Write down the whole listing below again without changing a word.
=== TASK DATA ===
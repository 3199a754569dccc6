//! Domain types shared by the services and the HTTP layer

use std::fmt;
use std::str::FromStr;

use serde::{Deserialize, Serialize};

use crate::error::BoardError;
use crate::voter_set::VoterSet;

/// Name shown for a voter id with no recorded identity
pub const UNKNOWN_VOTER: &str = "Unknown";

/// A submitted question with its current voters
#[derive(Debug, Clone, PartialEq, Eq, Serialize)]
pub struct FeedbackItem {
    pub id: i64,
    pub question: String,
    pub description: Option<String>,
    pub author_name: String,
    pub author_id: Option<String>,
    pub created_at: String,
    pub voter_ids: VoterSet,
    /// Always `voter_ids.len()`
    pub vote_count: usize,
}

impl FeedbackItem {
    pub fn has_voted(&self, voter_id: &str) -> bool {
        self.voter_ids.contains(voter_id)
    }
}

/// Listing entry: an item plus its voters' display names, in voter order
#[derive(Debug, Clone, Serialize)]
pub struct FeedbackView {
    #[serde(flatten)]
    pub item: FeedbackItem,
    pub voter_names: Vec<String>,
}

/// Vote direction
#[derive(Debug, Clone, Copy, PartialEq, Eq, Serialize, Deserialize)]
#[serde(rename_all = "lowercase")]
pub enum Direction {
    Up,
    Down,
}

impl FromStr for Direction {
    type Err = BoardError;

    fn from_str(s: &str) -> Result<Self, Self::Err> {
        match s.trim().to_ascii_lowercase().as_str() {
            "up" => Ok(Direction::Up),
            "down" => Ok(Direction::Down),
            other => Err(BoardError::Validation(format!(
                "Unknown vote direction '{}', expected 'up' or 'down'",
                other
            ))),
        }
    }
}

impl fmt::Display for Direction {
    fn fmt(&self, f: &mut fmt::Formatter<'_>) -> fmt::Result {
        match self {
            Direction::Up => write!(f, "up"),
            Direction::Down => write!(f, "down"),
        }
    }
}

/// Listing order
#[derive(Debug, Clone, Copy, Default, PartialEq, Eq, Serialize, Deserialize)]
#[serde(rename_all = "lowercase")]
pub enum ListOrder {
    /// Most votes first; ties broken by most recent
    #[default]
    Votes,
    /// Most recent first
    Recent,
}

impl FromStr for ListOrder {
    type Err = BoardError;

    fn from_str(s: &str) -> Result<Self, Self::Err> {
        match s.trim().to_ascii_lowercase().as_str() {
            "" | "votes" => Ok(ListOrder::Votes),
            "recent" => Ok(ListOrder::Recent),
            other => Err(BoardError::Validation(format!("Unknown list order '{}'", other))),
        }
    }
}

/// Result of applying a vote
#[derive(Debug, Clone, Serialize)]
pub struct VoteOutcome {
    pub item: FeedbackItem,
    /// False when the vote was a no-op (repeat upvote, downvote without upvote)
    pub changed: bool,
}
===
◆ WRITTEN REPLY
repository 3199a754569dccc6
//! Domain types shared by the services and the HTTP layer

use std::fmt;
use std::str::FromStr;

use serde::{Deserialize, Serialize};

use crate::error::BoardError;
use crate::voter_set::VoterSet;

/// Name shown for a voter id with no recorded identity
pub const UNKNOWN_VOTER: &str = "Unknown";

/// A submitted question with its current voters
#[derive(Debug, Clone, PartialEq, Eq, Serialize)]
pub struct FeedbackItem {
    pub id: i64,
    pub question: String,
    pub description: Option<String>,
    pub author_name: String,
    pub author_id: Option<String>,
    pub created_at: String,
    pub voter_ids: VoterSet,
    /// Always `voter_ids.len()`
    pub vote_count: usize,
}

impl FeedbackItem {
    pub fn has_voted(&self, voter_id: &str) -> bool {
        self.voter_ids.contains(voter_id)
    }
}

/// Listing entry: an item plus its voters' display names, in voter order
#[derive(Debug, Clone, Serialize)]
pub struct FeedbackView {
    #[serde(flatten)]
    pub item: FeedbackItem,
    pub voter_names: Vec<String>,
}

/// Vote direction
#[derive(Debug, Clone, Copy, PartialEq, Eq, Serialize, Deserialize)]
#[serde(rename_all = "lowercase")]
pub enum Direction {
    Up,
    Down,
}

impl FromStr for Direction {
    type Err = BoardError;

    fn from_str(s: &str) -> Result<Self, Self::Err> {
        match s.trim().to_ascii_lowercase().as_str() {
            "up" => Ok(Direction::Up),
            "down" => Ok(Direction::Down),
            other => Err(BoardError::Validation(format!(
                "Unknown vote direction '{}', expected 'up' or 'down'",
                other
            ))),
        }
    }
}

impl fmt::Display for Direction {
    fn fmt(&self, f: &mut fmt::Formatter<'_>) -> fmt::Result {
        match self {
            Direction::Up => write!(f, "up"),
            Direction::Down => write!(f, "down"),
        }
    }
}

/// Listing order
#[derive(Debug, Clone, Copy, Default, PartialEq, Eq, Serialize, Deserialize)]
#[serde(rename_all = "lowercase")]
pub enum ListOrder {
    /// Most votes first; ties broken by most recent
    #[default]
    Votes,
    /// Most recent first
    Recent,
}

impl FromStr for ListOrder {
    type Err = BoardError;

    fn from_str(s: &str) -> Result<Self, Self::Err> {
        match s.trim().to_ascii_lowercase().as_str() {
            "" | "votes" => Ok(ListOrder::Votes),
            "recent" => Ok(ListOrder::Recent),
            other => Err(BoardError::Validation(format!("Unknown list order '{}'", other))),
        }
    }
}

/// Result of applying a vote
#[derive(Debug, Clone, Serialize)]
pub struct VoteOutcome {
    pub item: FeedbackItem,
    /// False when the vote was a no-op (repeat upvote, downvote without upvote)
    pub changed: bool,
}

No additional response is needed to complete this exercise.